Eén op de tien Nederlandse lokale en regionale bestuurders geeft aan dat hun bestuurslichaam materiële hulp stuurt naar Oekraïne. Het Europees gemiddelde is 50 procent.
11 procent decentrale bestuurders: ‘Wij sturen hulp naar Oekraïne’
Ruim de helft van de Nederlandse lokale en regionale overheden heeft solidariteit uitgesproken met Oekraïne. Concrete steun is er minder.

Dat staat in het jaarlijkse verslag over De staat van regio´s en steden, dat het Comité van de Regio´s (CvdR) deze week uitbracht. Dat rapport is een opsomming van bedreigingen waar we nu mee te maken hebben op lokaal niveau en dat zijn er nogal wat.
Crises
Het is volgens D66-gedeputeerde Michiel Rijsberman van Flevoland een belangrijk rapport. ‘Het laat zien hoe door de verschillende crises, zoals Oekraïne, energie en klimaat de regio’s en steden de hardste klappen opvangen.

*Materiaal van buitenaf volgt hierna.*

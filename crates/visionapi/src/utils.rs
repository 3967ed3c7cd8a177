use base64::Engine as _;
use base64::engine::general_purpose::STANDARD;
use std::path::Path;

pub fn detect_mime_type<P: AsRef<Path>>(path: P) -> String {
    mime_guess::from_path(path)
        .first_raw()
        .unwrap_or("application/octet-stream")
        .to_string()
}

/// Drops a leading `data:<mime>;base64,` header if present. Bare base64
/// payloads pass through untouched.
pub fn strip_data_url_prefix(data: &str) -> &str {
    if data.starts_with("data:") {
        if let Some(idx) = data.find("base64,") {
            return &data[idx + "base64,".len()..];
        }
    }
    data
}

pub fn decode_base64_image(data: &str) -> Result<Vec<u8>, base64::DecodeError> {
    STANDARD.decode(data.trim())
}

pub fn encode_bytes_to_base64(bytes: &[u8]) -> String {
    STANDARD.encode(bytes)
}

pub fn encode_bytes_to_data_url(mime: &str, bytes: &[u8]) -> String {
    format!("data:{mime};base64,{}", encode_bytes_to_base64(bytes))
}
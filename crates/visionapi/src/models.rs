use serde::{Deserialize, Serialize};

/// Response body of `POST /vision/v3.2/analyze`. Every section is optional
/// except `tags`, which defaults to empty: the API omits whole sections when
/// the corresponding visual feature was not requested or produced nothing.
#[derive(Debug, Serialize, Deserialize)]
#[serde(rename_all = "camelCase")]
pub struct AnalyzeResponse {
    #[serde(default)]
    pub tags: Vec<Tag>,
    pub description: Option<Description>,
    pub color: Option<ColorInfo>,
    pub objects: Option<Vec<DetectedObject>>,
    pub request_id: Option<String>,
    pub metadata: Option<ImageMetadata>,
}

/// A labeled concept the API believes is present, with its confidence.
/// Tags arrive ranked by confidence, highest first.
#[derive(Debug, Serialize, Deserialize)]
pub struct Tag {
    pub name: String,
    pub confidence: f64,
}

#[derive(Debug, Serialize, Deserialize)]
pub struct Description {
    #[serde(default)]
    pub tags: Vec<String>,
    #[serde(default)]
    pub captions: Vec<Caption>,
}

#[derive(Debug, Serialize, Deserialize)]
pub struct Caption {
    pub text: String,
    pub confidence: f64,
}

#[derive(Debug, Serialize, Deserialize)]
#[serde(rename_all = "camelCase")]
pub struct ColorInfo {
    pub dominant_color_foreground: Option<String>,
    pub dominant_color_background: Option<String>,
    #[serde(default)]
    pub dominant_colors: Vec<String>,
    pub accent_color: Option<String>,
    pub is_bw_img: Option<bool>,
}

#[derive(Debug, Serialize, Deserialize)]
pub struct DetectedObject {
    pub object: String,
    pub confidence: f64,
    pub rectangle: Option<BoundingRect>,
}

#[derive(Debug, Serialize, Deserialize)]
pub struct BoundingRect {
    pub x: u32,
    pub y: u32,
    pub w: u32,
    pub h: u32,
}

#[derive(Debug, Serialize, Deserialize)]
pub struct ImageMetadata {
    pub height: Option<u32>,
    pub width: Option<u32>,
    pub format: Option<String>,
}

#[cfg(test)]
mod tests {
    use super::AnalyzeResponse;

    const SAMPLE: &str = r#"{
        "tags": [
            { "name": "dog", "confidence": 0.9987 },
            { "name": "golden retriever", "confidence": 0.921 },
            { "name": "grass", "confidence": 0.88 }
        ],
        "description": {
            "tags": ["dog", "grass", "outdoor"],
            "captions": [
                { "text": "a dog sitting in the grass", "confidence": 0.87 }
            ]
        },
        "color": {
            "dominantColorForeground": "Brown",
            "dominantColorBackground": "Green",
            "dominantColors": ["Brown", "Green"],
            "accentColor": "8C6239",
            "isBwImg": false
        },
        "objects": [
            {
                "object": "dog",
                "confidence": 0.91,
                "rectangle": { "x": 10, "y": 20, "w": 300, "h": 280 }
            }
        ],
        "requestId": "c1f2a0e8-0000-0000-0000-000000000000",
        "metadata": { "height": 480, "width": 640, "format": "Jpeg" }
    }"#;

    #[test]
    fn decodes_full_response() {
        let parsed: AnalyzeResponse = serde_json::from_str(SAMPLE).unwrap();
        assert_eq!(parsed.tags.len(), 3);
        assert_eq!(parsed.tags[0].name, "dog");
        assert!(parsed.tags[0].confidence > 0.99);

        let description = parsed.description.unwrap();
        assert_eq!(description.captions[0].text, "a dog sitting in the grass");

        let color = parsed.color.unwrap();
        assert_eq!(color.dominant_colors, vec!["Brown", "Green"]);
        assert_eq!(color.dominant_color_foreground.as_deref(), Some("Brown"));

        let objects = parsed.objects.unwrap();
        assert_eq!(objects[0].object, "dog");
        assert_eq!(objects[0].rectangle.as_ref().unwrap().w, 300);
    }

    #[test]
    fn tolerates_missing_sections() {
        let parsed: AnalyzeResponse = serde_json::from_str("{}").unwrap();
        assert!(parsed.tags.is_empty());
        assert!(parsed.description.is_none());
        assert!(parsed.color.is_none());
        assert!(parsed.objects.is_none());
    }
}
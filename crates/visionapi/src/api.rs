use reqwest::{Client, StatusCode};

use crate::models::AnalyzeResponse;
use crate::types::{VisionClient, VisionError};

const ANALYZE_PATH: &str = "vision/v3.2/analyze";
const VISUAL_FEATURES: &str = "Tags,Description,Objects,Color";

/// Sends raw image bytes to the analyze endpoint and returns the parsed
/// response. A 429 from the service is reported as its own variant so
/// callers can pass the rate limit through instead of collapsing it into a
/// generic failure.
pub async fn analyze_image(
    api_client: &VisionClient,
    image: Vec<u8>,
) -> Result<AnalyzeResponse, VisionError> {
    let url = format!(
        "{}/{}",
        api_client.endpoint().trim_end_matches('/'),
        ANALYZE_PATH
    );

    let client = Client::new();
    let response = client
        .post(url)
        .query(&[("visualFeatures", VISUAL_FEATURES), ("language", "en")])
        .header("Ocp-Apim-Subscription-Key", api_client.api_key())
        .header("Content-Type", "application/octet-stream")
        .body(image)
        .send()
        .await?;

    let status = response.status();
    let response_text = response.text().await?;

    if status == StatusCode::TOO_MANY_REQUESTS {
        return Err(VisionError::RateLimited);
    }
    if !status.is_success() {
        return Err(VisionError::Status {
            status: status.as_u16(),
            body: response_text,
        });
    }

    let parsed: AnalyzeResponse = serde_json::from_str(&response_text)?;
    Ok(parsed)
}
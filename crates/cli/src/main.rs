//! # CLI - log inspection tool
//!
//! Dumps the logical contents of the engine's log files to stdout. Both
//! file kinds share the same block-based framing; the manifest's records
//! additionally decode as version edits.
//!
//! ## Usage
//!
//! ```text
//! cli wal <file>        Print each logical record's size and a byte preview
//! cli manifest <file>   Decode and print each version edit
//! ```
//!
//! ## Example
//!
//! ```text
//! $ cargo run -p cli -- manifest MANIFEST-000002
//! #0 VersionEdit {
//!   Comparator: bytewise
//! }
//! #1 VersionEdit {
//!   LogNumber: 3
//!   NextFile: 4
//!   LastSeq: 127
//!   AddFile: 0 3 2271 "apple" @ 1 : 1 .. "melon" @ 124 : 1
//! }
//! 2 records
//! ```
//!
//! A corrupt record stops the dump with an error naming what failed; the
//! records printed before it are intact.

use std::fmt::Write as _;

use anyhow::{bail, Context, Result};
use manifest::VersionEdit;
use wal::LogReader;

fn main() -> Result<()> {
    let args: Vec<String> = std::env::args().skip(1).collect();
    match args.as_slice() {
        [kind, path] if kind == "wal" => dump_wal(path),
        [kind, path] if kind == "manifest" => dump_manifest(path),
        _ => bail!("usage: cli <wal|manifest> <file>"),
    }
}

/// Prints every logical record's length and a short byte preview.
fn dump_wal(path: &str) -> Result<()> {
    let mut reader = LogReader::open(path).with_context(|| format!("open {path}"))?;
    let mut count = 0usize;
    for record in reader.records() {
        let record = record.with_context(|| format!("record #{count}"))?;
        println!("#{count} {} bytes  {}", record.len(), preview(&record));
        count += 1;
    }
    println!("{count} records");
    Ok(())
}

/// Decodes every record as a version edit and prints it.
fn dump_manifest(path: &str) -> Result<()> {
    let mut reader = LogReader::open(path).with_context(|| format!("open {path}"))?;
    let mut count = 0usize;
    for record in reader.records() {
        let record = record.with_context(|| format!("record #{count}"))?;
        let edit = VersionEdit::decode_from(&record).with_context(|| format!("edit #{count}"))?;
        println!("#{count} {edit}");
        count += 1;
    }
    println!("{count} records");
    Ok(())
}

/// First bytes of `data` as hex, elided past 16 bytes.
fn preview(data: &[u8]) -> String {
    let mut out = String::new();
    for byte in data.iter().take(16) {
        let _ = write!(out, "{byte:02x}");
    }
    if data.len() > 16 {
        out.push_str("..");
    }
    out
}
//! Varint and length-prefixed primitives shared by the edit codec.
//!
//! Getters take `&mut &[u8]` and advance the slice past what they consume;
//! `None` means the input was truncated or malformed, and the caller turns
//! that into a corruption error naming the field it was decoding.

/// Appends `v` as a base-128 varint (7 bits per byte, low first).
pub(crate) fn put_varint64(dst: &mut Vec<u8>, mut v: u64) {
    while v >= 0x80 {
        dst.push((v as u8) | 0x80);
        v >>= 7;
    }
    dst.push(v as u8);
}

/// Reads a varint, rejecting truncation and anything wider than 64 bits.
pub(crate) fn get_varint64(input: &mut &[u8]) -> Option<u64> {
    let mut result: u64 = 0;
    let mut shift = 0u32;
    while shift < 64 {
        let (&byte, rest) = input.split_first()?;
        *input = rest;
        result |= u64::from(byte & 0x7f) << shift;
        if byte & 0x80 == 0 {
            return Some(result);
        }
        shift += 7;
    }
    None
}

/// Appends a varint length followed by the bytes themselves.
pub(crate) fn put_length_prefixed(dst: &mut Vec<u8>, data: &[u8]) {
    put_varint64(dst, data.len() as u64);
    dst.extend_from_slice(data);
}

/// Reads a varint length and returns that many bytes.
pub(crate) fn get_length_prefixed<'a>(input: &mut &'a [u8]) -> Option<&'a [u8]> {
    let len = get_varint64(input)? as usize;
    if input.len() < len {
        return None;
    }
    let (data, rest) = input.split_at(len);
    *input = rest;
    Some(data)
}
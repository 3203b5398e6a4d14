use std::collections::BTreeSet;
use std::fmt;

use crate::coding::{get_length_prefixed, get_varint64, put_length_prefixed, put_varint64};
use crate::key::InternalKey;
use crate::ManifestError;

/// Number of levels the tree is allowed to have. Level fields outside this
/// range fail decoding as corruption.
pub const NUM_LEVELS: u32 = 7;

/// Field tags of the version-edit wire format.
///
/// Tag values are fixed by the on-disk format; 8 belonged to a long-dead
/// field and is never written or accepted.
#[derive(Debug, Clone, Copy, PartialEq, Eq)]
#[repr(u8)]
enum Tag {
    Comparator = 1,
    LogNumber = 2,
    NextFileNumber = 3,
    LastSequence = 4,
    CompactPointer = 5,
    DeletedFile = 6,
    NewFile = 7,
    PrevLogNumber = 9,
}

impl Tag {
    fn from_u64(v: u64) -> Option<Self> {
        match v {
            1 => Some(Tag::Comparator),
            2 => Some(Tag::LogNumber),
            3 => Some(Tag::NextFileNumber),
            4 => Some(Tag::LastSequence),
            5 => Some(Tag::CompactPointer),
            6 => Some(Tag::DeletedFile),
            7 => Some(Tag::NewFile),
            9 => Some(Tag::PrevLogNumber),
            _ => None,
        }
    }

    fn put(self, dst: &mut Vec<u8>) {
        put_varint64(dst, self as u64);
    }
}

/// Metadata for one sorted-table file.
///
/// Only `number`, `file_size`, `smallest` and `largest` are persisted (with
/// the level, alongside the entry). `refs` and `allowed_seeks` are runtime
/// bookkeeping owned by the version manager and reset on decode.
#[derive(Debug, Clone)]
pub struct FileMetaData {
    /// Unique file identifier within the database.
    pub number: u64,
    /// File size in bytes.
    pub file_size: u64,
    /// Smallest internal key served by the table (inclusive).
    pub smallest: InternalKey,
    /// Largest internal key served by the table (inclusive).
    pub largest: InternalKey,
    /// Live-version reference count. Runtime-only.
    pub refs: u32,
    /// Seek misses tolerated before the file is scheduled for compaction.
    /// Runtime-only.
    pub allowed_seeks: u64,
}

impl FileMetaData {
    /// Seek budget a freshly loaded file starts with.
    const DEFAULT_ALLOWED_SEEKS: u64 = 1 << 30;

    pub fn new(number: u64, file_size: u64, smallest: InternalKey, largest: InternalKey) -> Self {
        Self {
            number,
            file_size,
            smallest,
            largest,
            refs: 0,
            allowed_seeks: Self::DEFAULT_ALLOWED_SEEKS,
        }
    }
}

/// Equality covers the persisted fields only; `refs` and `allowed_seeks`
/// are transient state that does not survive an encode/decode trip.
impl PartialEq for FileMetaData {
    fn eq(&self, other: &Self) -> bool {
        self.number == other.number
            && self.file_size == other.file_size
            && self.smallest == other.smallest
            && self.largest == other.largest
    }
}

impl Eq for FileMetaData {}

/// An atomic batch of metadata changes, serialized as one manifest record.
///
/// An edit accumulates optional scalar updates and repeated entries, is
/// encoded once, appended to the manifest log, and discarded. On recovery
/// the manifest's edits are decoded in order and folded into the live
/// version state. Scalars left unset stay `None` after decode — absence is
/// meaningful and must not be read as zero.
#[derive(Debug, Clone, Default, PartialEq, Eq)]
pub struct VersionEdit {
    /// Name of the comparator the database was created with.
    pub comparator: Option<String>,
    /// WAL file number the recovered state is current up to.
    pub log_number: Option<u64>,
    /// WAL file number of the previous (being-compacted) log.
    pub prev_log_number: Option<u64>,
    /// Next file number to allocate.
    pub next_file_number: Option<u64>,
    /// Highest sequence number used.
    pub last_sequence: Option<u64>,
    /// Per-level compaction cursors, in insertion order. Later entries for
    /// a level supersede earlier ones; folding last-wins is the consumer's
    /// job, the codec preserves the order as written.
    pub compact_pointers: Vec<(u32, InternalKey)>,
    /// Files removed from a level: `(level, file_number)`. Set semantics —
    /// duplicates collapse.
    pub deleted_files: BTreeSet<(u32, u64)>,
    /// Files added to a level, in insertion order.
    pub new_files: Vec<(u32, FileMetaData)>,
}

impl VersionEdit {
    pub fn new() -> Self {
        Self::default()
    }

    /// Resets the edit to the freshly-constructed state.
    pub fn clear(&mut self) {
        *self = Self::default();
    }

    pub fn set_comparator_name(&mut self, name: impl Into<String>) {
        self.comparator = Some(name.into());
    }

    pub fn set_log_number(&mut self, num: u64) {
        self.log_number = Some(num);
    }

    pub fn set_prev_log_number(&mut self, num: u64) {
        self.prev_log_number = Some(num);
    }

    pub fn set_next_file_number(&mut self, num: u64) {
        self.next_file_number = Some(num);
    }

    pub fn set_last_sequence(&mut self, seq: u64) {
        self.last_sequence = Some(seq);
    }

    /// Records where the next compaction at `level` should resume.
    pub fn set_compact_pointer(&mut self, level: u32, key: InternalKey) {
        self.compact_pointers.push((level, key));
    }

    /// Adds a table file at `level` covering `[smallest, largest]`.
    pub fn add_file(
        &mut self,
        level: u32,
        number: u64,
        file_size: u64,
        smallest: InternalKey,
        largest: InternalKey,
    ) {
        self.new_files
            .push((level, FileMetaData::new(number, file_size, smallest, largest)));
    }

    /// Marks the table file `number` at `level` as deleted.
    pub fn remove_file(&mut self, level: u32, number: u64) {
        self.deleted_files.insert((level, number));
    }

    /// True if no field has been set.
    #[must_use]
    pub fn is_empty(&self) -> bool {
        *self == Self::default()
    }

    /// Appends the wire encoding to `dst`. Total — encoding cannot fail.
    ///
    /// Each present field is written as a varint tag followed by its body;
    /// repeated fields are written once per entry with no count, so the
    /// decoder just loops until the input runs out.
    pub fn encode_to(&self, dst: &mut Vec<u8>) {
        if let Some(ref name) = self.comparator {
            Tag::Comparator.put(dst);
            put_length_prefixed(dst, name.as_bytes());
        }
        if let Some(num) = self.log_number {
            Tag::LogNumber.put(dst);
            put_varint64(dst, num);
        }
        if let Some(num) = self.prev_log_number {
            Tag::PrevLogNumber.put(dst);
            put_varint64(dst, num);
        }
        if let Some(num) = self.next_file_number {
            Tag::NextFileNumber.put(dst);
            put_varint64(dst, num);
        }
        if let Some(seq) = self.last_sequence {
            Tag::LastSequence.put(dst);
            put_varint64(dst, seq);
        }

        for (level, key) in &self.compact_pointers {
            Tag::CompactPointer.put(dst);
            put_varint64(dst, u64::from(*level));
            put_length_prefixed(dst, &key.encode());
        }

        for &(level, number) in &self.deleted_files {
            Tag::DeletedFile.put(dst);
            put_varint64(dst, u64::from(level));
            put_varint64(dst, number);
        }

        for (level, f) in &self.new_files {
            Tag::NewFile.put(dst);
            put_varint64(dst, u64::from(*level));
            put_varint64(dst, f.number);
            put_varint64(dst, f.file_size);
            put_length_prefixed(dst, &f.smallest.encode());
            put_length_prefixed(dst, &f.largest.encode());
        }
    }

    /// The wire encoding as a fresh buffer.
    #[must_use]
    pub fn encode(&self) -> Vec<u8> {
        let mut dst = Vec::with_capacity(128);
        self.encode_to(&mut dst);
        dst
    }

    /// Decodes an edit from `src`, consuming all of it.
    ///
    /// All-or-nothing: any unknown tag, truncated varint or string, bad
    /// level, or malformed key aborts with a corruption error naming the
    /// field, and the partial edit is discarded.
    pub fn decode_from(src: &[u8]) -> Result<Self, ManifestError> {
        let corrupt = |field: &str| ManifestError::Corrupt(field.to_string());

        let mut edit = VersionEdit::new();
        let mut input = src;

        while !input.is_empty() {
            let tag_value = get_varint64(&mut input).ok_or_else(|| corrupt("field tag"))?;
            let tag = Tag::from_u64(tag_value)
                .ok_or_else(|| ManifestError::Corrupt(format!("unknown tag {tag_value}")))?;

            match tag {
                Tag::Comparator => {
                    let name =
                        get_length_prefixed(&mut input).ok_or_else(|| corrupt("comparator name"))?;
                    let name = std::str::from_utf8(name)
                        .map_err(|_| corrupt("comparator name"))?;
                    edit.comparator = Some(name.to_string());
                }
                Tag::LogNumber => {
                    edit.log_number =
                        Some(get_varint64(&mut input).ok_or_else(|| corrupt("log number"))?);
                }
                Tag::PrevLogNumber => {
                    edit.prev_log_number = Some(
                        get_varint64(&mut input).ok_or_else(|| corrupt("previous log number"))?,
                    );
                }
                Tag::NextFileNumber => {
                    edit.next_file_number =
                        Some(get_varint64(&mut input).ok_or_else(|| corrupt("next file number"))?);
                }
                Tag::LastSequence => {
                    edit.last_sequence = Some(
                        get_varint64(&mut input).ok_or_else(|| corrupt("last sequence number"))?,
                    );
                }
                Tag::CompactPointer => {
                    let level = get_level(&mut input).ok_or_else(|| corrupt("compaction pointer"))?;
                    let key = get_internal_key(&mut input)
                        .ok_or_else(|| corrupt("compaction pointer"))?;
                    edit.compact_pointers.push((level, key));
                }
                Tag::DeletedFile => {
                    let level = get_level(&mut input).ok_or_else(|| corrupt("deleted file"))?;
                    let number =
                        get_varint64(&mut input).ok_or_else(|| corrupt("deleted file"))?;
                    edit.deleted_files.insert((level, number));
                }
                Tag::NewFile => {
                    let level = get_level(&mut input).ok_or_else(|| corrupt("new-file entry"))?;
                    let number =
                        get_varint64(&mut input).ok_or_else(|| corrupt("new-file entry"))?;
                    let file_size =
                        get_varint64(&mut input).ok_or_else(|| corrupt("new-file entry"))?;
                    let smallest =
                        get_internal_key(&mut input).ok_or_else(|| corrupt("new-file entry"))?;
                    let largest =
                        get_internal_key(&mut input).ok_or_else(|| corrupt("new-file entry"))?;
                    edit.new_files
                        .push((level, FileMetaData::new(number, file_size, smallest, largest)));
                }
            }
        }

        Ok(edit)
    }
}

/// Reads a level number, rejecting values outside `0..NUM_LEVELS`.
fn get_level(input: &mut &[u8]) -> Option<u32> {
    let level = get_varint64(input)?;
    if level >= u64::from(NUM_LEVELS) {
        return None;
    }
    Some(level as u32)
}

/// Reads a length-prefixed internal key.
fn get_internal_key(input: &mut &[u8]) -> Option<InternalKey> {
    InternalKey::decode(get_length_prefixed(input)?)
}

impl fmt::Display for VersionEdit {
    fn fmt(&self, f: &mut fmt::Formatter<'_>) -> fmt::Result {
        writeln!(f, "VersionEdit {{")?;
        if let Some(ref name) = self.comparator {
            writeln!(f, "  Comparator: {name}")?;
        }
        if let Some(num) = self.log_number {
            writeln!(f, "  LogNumber: {num}")?;
        }
        if let Some(num) = self.prev_log_number {
            writeln!(f, "  PrevLogNumber: {num}")?;
        }
        if let Some(num) = self.next_file_number {
            writeln!(f, "  NextFile: {num}")?;
        }
        if let Some(seq) = self.last_sequence {
            writeln!(f, "  LastSeq: {seq}")?;
        }
        for (level, key) in &self.compact_pointers {
            writeln!(f, "  CompactPointer: {level} {key}")?;
        }
        for (level, number) in &self.deleted_files {
            writeln!(f, "  RemoveFile: {level} {number}")?;
        }
        for (level, file) in &self.new_files {
            writeln!(
                f,
                "  AddFile: {} {} {} {} .. {}",
                level, file.number, file.file_size, file.smallest, file.largest
            )?;
        }
        write!(f, "}}")
    }
}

En dat solidariteit noodzakelijk is om er goed mee om te gaan’, aldus de leider van de Nederlandse delegatie in het Comité.
Solidariteit
Voor Oekraïne heeft het Comité op een rijtje gezet wat de acties zijn van lokale en regionale overheden. Met het ontvangen van vluchtelingen zitten we iets boven het gemiddelde, met 89 procent als Nederlands cijfer en 76 procent voor de EU. Er zijn nu volgens Justitie & Veiligheid ongeveer 80.000 geregistreerde vluchtelingen uit het door oorlog geteisterde land.
Ongeveer 55 procent van de Nederlandse lokale en regionale overheden heeft solidariteit uitgesproken met Oekraïne. Dat getal ligt over de hele EU hetzelfde. Met de ondersteuning van organisaties of particulieren die hulpverlenen aan Oekraïne ligt het percentage met 45 iets onder het EU-gemiddelde van 53 procent.